Infrared is also used in thermal imaging cameras, which show hot spots and allow images to be taken in the dark. Infrared sensors are used on satellites and aircraft for weather forecasting, monitoring of land use (Figure 3.3.3), assessing energy loss from buildings and locating victims of earthquakes. One type of intruder alarm activates an alarm when its sensor detects the infrared radiation emitted by a nearby moving body. An alternative type uses a transmitter to send an infrared beam to a receiver.
When the path of the beam is broken by an intruder, an alarm is activated.
The remote control for an electronic device contains a small infrared transmitter to send signals to the device, such as a television or DVD player.
These are short range communication applications.
Infrared is also used to carry data in long range optical fibre communication systems (Topic 3.2.2).
Infrared radiation can cause burns to the skin and eye damage if the intensity is high.
▲ Figure 3.3.3 Infrared aerial photograph in false colour, with red showing vegetation
Ultraviolet radiation
Ultraviolet (UV) rays have shorter wavelengths than light. They cause sun tan and produce vitamins in the skin but too high an exposure can be harmful.
Ultraviolet radiation causes fluorescent paints and clothes washed in some detergents to fluoresce.
They glow by re-radiating as light the energy they absorb as UV. This effect may be used in security marking to verify ‘invisible’ signatures on bank documents and to detect fake bank notes.
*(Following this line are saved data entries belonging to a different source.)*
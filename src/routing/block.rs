use crate::config::{RouteConfig, ServerConfig};

use super::filter::{method_allowed, path_prefix_matches, server_name_matches, RoutingError};

/// The handler settings a matched block resolves to, after walking back
/// up the matched chain for any field the deepest block left unset.
/// `path`/`root`/`default_file`/`autoindex` always come from the matched
/// leaf itself (every block defaults them); the four backend-selecting
/// fields come from the nearest ancestor (leaf included) that set one,
/// since a handler-less block is just a filter/grouping node.
pub struct ResolvedRoute<'a> {
    pub path: &'a str,
    pub root: &'a str,
    pub default_file: &'a str,
    pub autoindex: bool,
    pub redirection: Option<&'a str>,
    pub redirect_code: Option<u16>,
    pub cgi_ext: Option<&'a str>,
    pub cgi_path: Option<&'a str>,
    pub fastcgi_pass: Option<&'a str>,
    pub proxy_pass: Option<&'a str>,
}

fn has_handler(route: &RouteConfig) -> bool {
    route.redirection.is_some()
        || route.fastcgi_pass.is_some()
        || route.proxy_pass.is_some()
        || (route.cgi_ext.is_some() && route.cgi_path.is_some())
}

/// Builds a [`ResolvedRoute`] from a matched root-to-leaf chain: the
/// nearest ancestor (searching from the leaf back towards the root) that
/// set an explicit backend supplies the handler fields; absent any such
/// ancestor, the leaf's own (handler-less, implicitly-static) settings
/// apply.
pub fn resolve_chain<'a>(chain: &[&'a RouteConfig]) -> ResolvedRoute<'a> {
    let leaf = *chain.last().expect("a matched chain always has at least one block");
    let handler = chain.iter().rev().find(|r| has_handler(r)).copied().unwrap_or(leaf);

    ResolvedRoute {
        path: &leaf.path,
        root: &leaf.root,
        default_file: &leaf.default_file,
        autoindex: leaf.autoindex,
        redirection: handler.redirection.as_deref(),
        redirect_code: handler.redirect_code,
        cgi_ext: handler.cgi_ext.as_deref(),
        cgi_path: handler.cgi_path.as_deref(),
        fastcgi_pass: handler.fastcgi_pass.as_deref(),
        proxy_pass: handler.proxy_pass.as_deref(),
    }
}

#[derive(Default)]
struct Search<'a> {
    best_depth: usize,
    best_chain: Option<Vec<&'a RouteConfig>>,
    path_matched_wrong_method: bool,
}

/// Depth-first walk of the block forest: a block is visited only once
/// every ancestor on its path from the root accepted (§4.E: "matching
/// children are evaluated recursively"). Siblings and children are
/// walked in declaration order, and a later block only displaces the
/// current best on strictly greater depth, so the first-declared block
/// at the winning depth survives ties.
fn walk<'a>(nodes: &'a [RouteConfig], path: &str, method: &str, chain: &mut Vec<&'a RouteConfig>, search: &mut Search<'a>) {
    for node in nodes {
        if !path_prefix_matches(&node.path, path) {
            continue;
        }
        if !(node.methods.is_empty() || method_allowed(&node.methods, method)) {
            search.path_matched_wrong_method = true;
            continue;
        }

        chain.push(node);
        let depth = chain.len();
        if depth > search.best_depth {
            search.best_depth = depth;
            search.best_chain = Some(chain.clone());
        }
        walk(&node.children, path, method, chain, search);
        chain.pop();
    }
}

/// Resolves a request path + method against one server's block forest
/// (`routes`, each possibly nesting `children`). The deepest block whose
/// filter chain (root to leaf) accepts the request wins; ties are broken
/// by declaration order (§4.E).
pub struct RouteTable<'a> {
    routes: &'a [RouteConfig],
}

impl<'a> RouteTable<'a> {
    pub fn new(server: &'a ServerConfig) -> Self {
        Self { routes: &server.routes }
    }

    pub fn resolve(&self, path: &str, method: &str) -> Result<ResolvedRoute<'a>, RoutingError> {
        let mut search = Search::default();
        let mut chain = Vec::new();
        walk(self.routes, path, method, &mut chain, &mut search);

        match search.best_chain {
            Some(chain) => Ok(resolve_chain(&chain)),
            None if search.path_matched_wrong_method => Err(RoutingError::MethodNotAllowed),
            None => Err(RoutingError::NotFound),
        }
    }
}

/// Resolves which `ServerConfig` a connection belongs to, given the local
/// port it was accepted on and the request's `Host` header (absent for
/// HTTP/1.0 clients). Falls back to the block marked `default_server`,
/// then to the first block bound to that port, matching the teacher's
/// virtual-host selection.
pub struct ServerTable<'a> {
    servers: &'a [ServerConfig],
}

impl<'a> ServerTable<'a> {
    pub fn new(servers: &'a [ServerConfig]) -> Self {
        Self { servers }
    }

    pub fn resolve(&self, local_port: u16, host_header: Option<&str>) -> Option<&'a ServerConfig> {
        let on_port: Vec<&ServerConfig> =
            self.servers.iter().filter(|s| s.ports.contains(&local_port)).collect();

        if on_port.is_empty() {
            return None;
        }

        let host = host_header.map(|h| h.split(':').next().unwrap_or(h));

        if let Some(host) = host {
            if let Some(exact) = on_port.iter().find(|s| s.server_name == host) {
                return Some(exact);
            }
            if let Some(wildcard) = on_port.iter().find(|s| server_name_matches(&s.server_name, host)) {
                return Some(wildcard);
            }
        }

        if let Some(default) = on_port.iter().find(|s| s.default_server) {
            return Some(default);
        }

        on_port.first().copied()
    }
}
Water treatment plants often use UV radiation to sterilise water because the energy of UV radiation is high enough energy to kill bacteria.
Radio waves
Radio waves have the longest wavelengths in the electromagnetic spectrum. They are radiated from aerials and used to carry sound, pictures and other information over long distances.
Long, medium and short waves (wavelengths of 2 km to 10 m)
These diffract round obstacles so can be received even when hills are in their way (Figure 3.3.4a).
They are also reflected by layers of electrically charged particles in the upper atmosphere (the ionosphere), which makes long-distance radio reception possible (Figure 3.3.4b).
a Diffraction of radio waves
transmitter receiver
ionosphere b Reflection of radio waves
▲ Figure 3.3.4
VHF (very high frequency) and UHF (ultra high frequency) waves (wavelengths of 10 m to 10 cm)
These shorter wavelength radio waves need a clear, straight-line path to the receiver. They are not reflected by the ionosphere. They are used for local radio and for television transmissions.
Astronomers use radio telescopes to pick up radio signals from stars and galaxies to gain information about the Universe which cannot be obtained from optical telescopes.
Microwaves
Microwaves have wavelengths of a few cm. They are used for international telecommunications and direct broadcast satellite television relay via geostationary satellites and for mobile phone networks via microwave aerial towers and low-orbit satellites (Topic 1.5.1). The microwave signals are transmitted through the ionosphere by dish aerials, amplified by the satellite and sent back to a dish aerial in another part of the world. Some satellite phones also use low-orbit artificial satellites.
Microwaves are also used in wireless applications,
of electronic devices from mobile phones to entertainment systems.
Microwaves can be used for cooking in a
microwave oven since they cause water molecules in the moisture of the food to vibrate vigorously at the frequency of the microwaves. As a result, heating occurs inside the food which cooks itself.